▶ WHAT THE TASK REQUIRES: Using the data beneath, show every line that includes the word "DbErr".

▶ Data records:
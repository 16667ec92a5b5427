use sea_orm_migration::prelude::*;
use sea_orm_migration::schema::*;

#[derive(DeriveMigrationName)]
pub struct Migration;

#[derive(DeriveIden)]
enum Routines {
    Table,
    UserId,
    WakeUpTime,
    SleepTime,
    BreakfastTime,
    LunchTime,
    DinnerTime,
    WorkStartTime,
    WorkEndTime,
    ExerciseTime,
    Notes,
    UpdatedAt,
}

#[async_trait::async_trait]
impl MigrationTrait for Migration {
    async fn up(&self, manager: &SchemaManager) -> Result<(), DbErr> {
        manager
            .create_table(
                Table::create()
                    .table(Routines::Table)
                    .if_not_exists()
                    .col(string(Routines::UserId).primary_key())
                    .col(string_null(Routines::WakeUpTime))
                    .col(string_null(Routines::SleepTime))
                    .col(string_null(Routines::BreakfastTime))
                    .col(string_null(Routines::LunchTime))
                    .col(string_null(Routines::DinnerTime))
                    .col(string_null(Routines::WorkStartTime))
                    .col(string_null(Routines::WorkEndTime))
                    .col(string_null(Routines::ExerciseTime))
                    .col(text_null(Routines::Notes))
                    .col(
                        timestamp_with_time_zone(Routines::UpdatedAt)
                            .default(Expr::current_timestamp()),
                    )
                    .to_owned(),
            )
            .await
    }

    async fn down(&self, manager: &SchemaManager) -> Result<(), DbErr> {
        manager
            .drop_table(Table::drop().table(Routines::Table).to_owned())
            .await
    }
}
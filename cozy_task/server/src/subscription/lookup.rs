use super::SubscriptionLookup;
use crate::entities::user_profile;
use crate::user::UserService;
use async_trait::async_trait;
use cozy_task_core::subscription::{BillingRecord, ProfileRecord};
use sea_orm::{DatabaseConnection, DbErr, EntityTrait};
use std::sync::Arc;

/// Subscription lookups against the `users` and `user_profiles` tables.
pub struct DbSubscriptionLookup {
    db: Arc<DatabaseConnection>,
}

impl DbSubscriptionLookup {
    pub fn new(db: Arc<DatabaseConnection>) -> Self {
        Self { db }
    }
}

#[async_trait]
impl SubscriptionLookup for DbSubscriptionLookup {
    async fn billing_record(&self, user_id: &str) -> Result<Option<BillingRecord>, DbErr> {
        let row = UserService::new(&self.db).find(user_id).await?;
        Ok(row.map(|user| BillingRecord {
            is_paid_user: user.is_paid_user,
            stripe_customer_id: user.stripe_customer_id,
            stripe_subscription_id: user.stripe_subscription_id,
        }))
    }

    async fn profile_record(&self, user_id: &str) -> Result<Option<ProfileRecord>, DbErr> {
        let row = user_profile::Entity::find_by_id(user_id.to_string())
            .one(self.db.as_ref())
            .await?;
        Ok(row.map(|profile| ProfileRecord {
            subscription_status: profile.subscription_status,
            plan: profile.plan,
        }))
    }
}
//! SeaORM entities for the `tasks`, `users`, `user_profiles` and `routines` tables.

pub mod routine;
pub mod task;
pub mod user;
pub mod user_profile;

pub mod prelude {
    pub use super::routine::Entity as Routine;
    pub use super::task::Entity as Task;
    pub use super::user::Entity as User;
    pub use super::user_profile::Entity as UserProfile;
}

▶ SOLUTION FOR THIS EXERCISE:
    async fn up(&self, manager: &SchemaManager) -> Result<(), DbErr> {
    async fn down(&self, manager: &SchemaManager) -> Result<(), DbErr> {
use sea_orm::{DatabaseConnection, DbErr, EntityTrait};
    async fn billing_record(&self, user_id: &str) -> Result<Option<BillingRecord>, DbErr> {
    async fn profile_record(&self, user_id: &str) -> Result<Option<ProfileRecord>, DbErr> {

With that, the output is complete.